As can be seen from the above, the present invention overcomes the drawbacks of the prior art by using a stepwise seal to reduce the pressure layer by layer, so that the control system can be placed downhole with the motor. In addition, the sealing device of the present invention is suitable for a wide range of pressures, and is particularly suitable for use in high pressure applications. The seal is highly reliable, easy to install, simple in construction and low in cost.

Finally, it should be noted that the above embodiments are merely illustrative of the technical solutions of the present invention and not limiting. While the present invention has been described in detail with reference to the embodiments of the embodiments of the present invention, it is understood that the invention may be modified and equivalents without departing from the spirit and scope of the present invention.
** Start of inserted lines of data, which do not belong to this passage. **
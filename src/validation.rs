//! Request-field format validation shared by the nonce, registration and
//! assertion routes (SPEC_FULL.md §6).

use thiserror::Error;

const MIN_DEVICE_ID_LEN: usize = 8;
const MAX_DEVICE_ID_LEN: usize = 64;
const KEY_ID_B64_LEN: usize = 44;

#[derive(Debug, Error, PartialEq, Eq)]
pub enum ValidationError {
    #[error("device-id must be {MIN_DEVICE_ID_LEN}-{MAX_DEVICE_ID_LEN} characters of [a-zA-Z0-9-]")]
    InvalidDeviceId,
    #[error("keyId must be a {KEY_ID_B64_LEN}-character base64-encoded SHA-256 digest")]
    InvalidKeyId,
}

/// Validates a `device-id`: 8-64 characters, `[a-zA-Z0-9-]` only.
pub fn validate_device_id(device_id: &str) -> Result<(), ValidationError> {
    let len = device_id.len();
    if !(MIN_DEVICE_ID_LEN..=MAX_DEVICE_ID_LEN).contains(&len) {
        return Err(ValidationError::InvalidDeviceId);
    }
    if !device_id
        .chars()
        .all(|c| c.is_ascii_alphanumeric() || c == '-')
    {
        return Err(ValidationError::InvalidDeviceId);
    }
    Ok(())
}

/// Validates a `keyId`: the base64 encoding of a SHA-256 digest is always
/// 44 characters (43 data + 1 padding `=`).
pub fn validate_key_id(key_id: &str) -> Result<(), ValidationError> {
    if key_id.len() != KEY_ID_B64_LEN {
        return Err(ValidationError::InvalidKeyId);
    }
    use base64::{engine::general_purpose::STANDARD, Engine as _};
    match STANDARD.decode(key_id) {
        Ok(bytes) if bytes.len() == 32 => Ok(()),
        _ => Err(ValidationError::InvalidKeyId),
    }
}

#[cfg(test)]
mod tests {
    use super::*;
    use rstest::rstest;

    #[rstest]
    #[case("device-0001", true)]
    #[case("short", false)]
    #[case("device_id_0001!!", false)]
    fn device_id_format_cases(#[case] candidate: &str, #[case] expect_ok: bool) {
        assert_eq!(validate_device_id(candidate).is_ok(), expect_ok);
    }

    #[test]
    fn device_id_accepts_max_length() {
        assert!(validate_device_id(&"a".repeat(64)).is_ok());
    }

    #[test]
    fn device_id_rejects_too_long() {
        assert!(validate_device_id(&"a".repeat(65)).is_err());
    }

    #[test]
    fn key_id_accepts_valid_sha256_base64() {
        let key_id = base64::engine::general_purpose::STANDARD.encode([0u8; 32]);
        assert!(validate_key_id(&key_id).is_ok());
    }

    #[test]
    fn key_id_rejects_wrong_length() {
        assert!(validate_key_id("too-short").is_err());
    }

    #[test]
    fn key_id_rejects_non_base64() {
        let bogus = "!".repeat(44);
        assert!(validate_key_id(&bogus).is_err());
    }
}
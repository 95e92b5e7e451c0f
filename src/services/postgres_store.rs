//! Postgres-backed `Store` implementation.
//!
//! Grounded on the teacher's `db.rs` pool bootstrap and query style, but
//! using runtime-checked `sqlx::query`/`sqlx::query_as` rather than the
//! compile-time `query!`/`query_as!` macros — those require a live
//! database connection or a committed `.sqlx` offline cache at build
//! time, neither available here (see DESIGN.md).

use sqlx::PgPool;

use crate::models::device_record::DeviceRecord;
use crate::services::store::{Store, StoreError};

const NONCE_TTL_MINUTES: i64 = 5;

pub struct PostgresStore {
    pool: PgPool,
}

impl PostgresStore {
    pub fn new(pool: PgPool) -> Self {
        Self { pool }
    }

    pub fn pool(&self) -> &PgPool {
        &self.pool
    }
}

impl Store for PostgresStore {
    async fn issue_nonce(&self, device_id: &str) -> Result<String, StoreError> {
        use base64::{engine::general_purpose::STANDARD, Engine as _};
        use rand::rngs::OsRng;
        use rand::RngCore;

        let mut raw = [0u8; 32];
        OsRng.fill_bytes(&mut raw);
        let nonce = STANDARD.encode(raw);

        sqlx::query(
            r#"
            INSERT INTO device_records (device_id, pending_nonce, nonce_issued_at, counter, created_at, updated_at)
            VALUES ($1, $2, now(), 0, now(), now())
            ON CONFLICT (device_id) DO UPDATE
                SET pending_nonce = EXCLUDED.pending_nonce,
                    nonce_issued_at = EXCLUDED.nonce_issued_at,
                    updated_at = now()
            "#,
        )
        .bind(device_id)
        .bind(&nonce)
        .execute(&self.pool)
        .await
        .map_err(|e| StoreError::Backend(e.to_string()))?;

        Ok(nonce)
    }

    async fn lookup_pending_nonce(&self, device_id: &str) -> Result<Option<String>, StoreError> {
        let record = sqlx::query_as::<_, DeviceRecord>(
            r#"SELECT * FROM device_records WHERE device_id = $1"#,
        )
        .bind(device_id)
        .fetch_optional(&self.pool)
        .await
        .map_err(|e| StoreError::Backend(e.to_string()))?;

        let Some(record) = record else {
            return Ok(None);
        };
        let expired = record
            .nonce_issued_at
            .map(|issued| chrono::Utc::now() - issued > chrono::Duration::minutes(NONCE_TTL_MINUTES))
            .unwrap_or(true);
        if expired {
            return Ok(None);
        }
        Ok(record.pending_nonce)
    }

    async fn lookup_by_key_and_device(
        &self,
        device_id: &str,
        key_id: &str,
    ) -> Result<Option<DeviceRecord>, StoreError> {
        sqlx::query_as::<_, DeviceRecord>(
            r#"SELECT * FROM device_records WHERE device_id = $1 AND key_id = $2"#,
        )
        .bind(device_id)
        .bind(key_id)
        .fetch_optional(&self.pool)
        .await
        .map_err(|e| StoreError::Backend(e.to_string()))
    }

    async fn upsert_attestation(
        &self,
        device_id: &str,
        key_id: &str,
        public_key_pem: &str,
    ) -> Result<(), StoreError> {
        let record = sqlx::query_as::<_, DeviceRecord>(
            r#"SELECT * FROM device_records WHERE device_id = $1"#,
        )
        .bind(device_id)
        .fetch_optional(&self.pool)
        .await
        .map_err(|e| StoreError::Backend(e.to_string()))?
        .ok_or(StoreError::NoPendingNonce)?;

        if record.pending_nonce.is_none() {
            return Err(StoreError::NoPendingNonce);
        }
        let expired = record
            .nonce_issued_at
            .map(|issued| chrono::Utc::now() - issued > chrono::Duration::minutes(NONCE_TTL_MINUTES))
            .unwrap_or(true);
        if expired {
            return Err(StoreError::StaleNonce);
        }

        sqlx::query(
            r#"
            UPDATE device_records
            SET key_id = $2,
                public_key_pem = $3,
                pending_nonce = NULL,
                nonce_issued_at = NULL,
                counter = 0,
                updated_at = now()
            WHERE device_id = $1
            "#,
        )
        .bind(device_id)
        .bind(key_id)
        .bind(public_key_pem)
        .execute(&self.pool)
        .await
        .map_err(|e| StoreError::Backend(e.to_string()))?;

        Ok(())
    }

    async fn advance_counter(
        &self,
        device_id: &str,
        key_id: &str,
        expected_prior: u32,
        new_counter: u32,
    ) -> Result<(), StoreError> {
        let result = sqlx::query(
            r#"
            UPDATE device_records
            SET counter = $4,
                updated_at = now()
            WHERE device_id = $1 AND key_id = $2 AND counter = $3
            "#,
        )
        .bind(device_id)
        .bind(key_id)
        .bind(i64::from(expected_prior))
        .bind(i64::from(new_counter))
        .execute(&self.pool)
        .await
        .map_err(|e| StoreError::Backend(e.to_string()))?;

        if result.rows_affected() == 0 {
            let exists = sqlx::query_as::<_, DeviceRecord>(
                r#"SELECT * FROM device_records WHERE device_id = $1 AND key_id = $2"#,
            )
            .bind(device_id)
            .bind(key_id)
            .fetch_optional(&self.pool)
            .await
            .map_err(|e| StoreError::Backend(e.to_string()))?;

            return Err(match exists {
                Some(_) => StoreError::ConcurrentModification,
                None => StoreError::NoKeyForDevice,
            });
        }

        Ok(())
    }
}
Within the scope of the claims of the present invention.

Claims

Claim

A sealing device comprising a sealing device body and a wire disposed therein, wherein the sealing device body is composed of a sealing connecting flange, a sealing housing and a stainless steel cover, and the sealing connecting flange and the sealing shell The body is connected, the stainless steel cover is disposed between the two, the first insulating baffle is disposed in the sealed casing, and the first insulating baffle, the stainless steel cover and the sealing shell are enclosed as a sealed space; the first insulating baffle and the sealing shell An outlet port is respectively formed on the body, and the wire penetrates into the sealing space of the sealing device body from the sealing connecting flange, and passes through the outlet port; the sealing space is filled with the sealing filler.

2. The sealing device according to claim 1, wherein a second insulating baffle is further disposed in the sealed space, and an outlet port is opened on the second insulating baffle.

The sealing device according to claim 2, wherein the number of the second insulating baffles is one or more, and the sealed space is divided into a multi-stage sealed space.

The sealing device according to claim 3, wherein the number of the second insulating baffles is preferably two.

The sealing device according to any one of claims 3 to 4, wherein the outlet openings formed on the adjacent two second insulating baffles are offset from each other by an angle.

The sealing device according to any one of claims 3 or 4, wherein the one or more second insulating baffles have the same radial dimension.

The sealing device according to any one of claims 3 or 4, wherein the radial dimension of the one or more second insulating baffles decreases one by one along the direction of sealing the connecting flange to the sealing housing, The inner cavity of the sealed casing is matched with the outer periphery of the second insulating baffle to form a multi-stage step seal space.

The sealing device according to claim 7, wherein the inner wall of the sealing housing is provided with a boss, and an inner diameter of the boss is matched with an outer diameter of the second insulating baffle.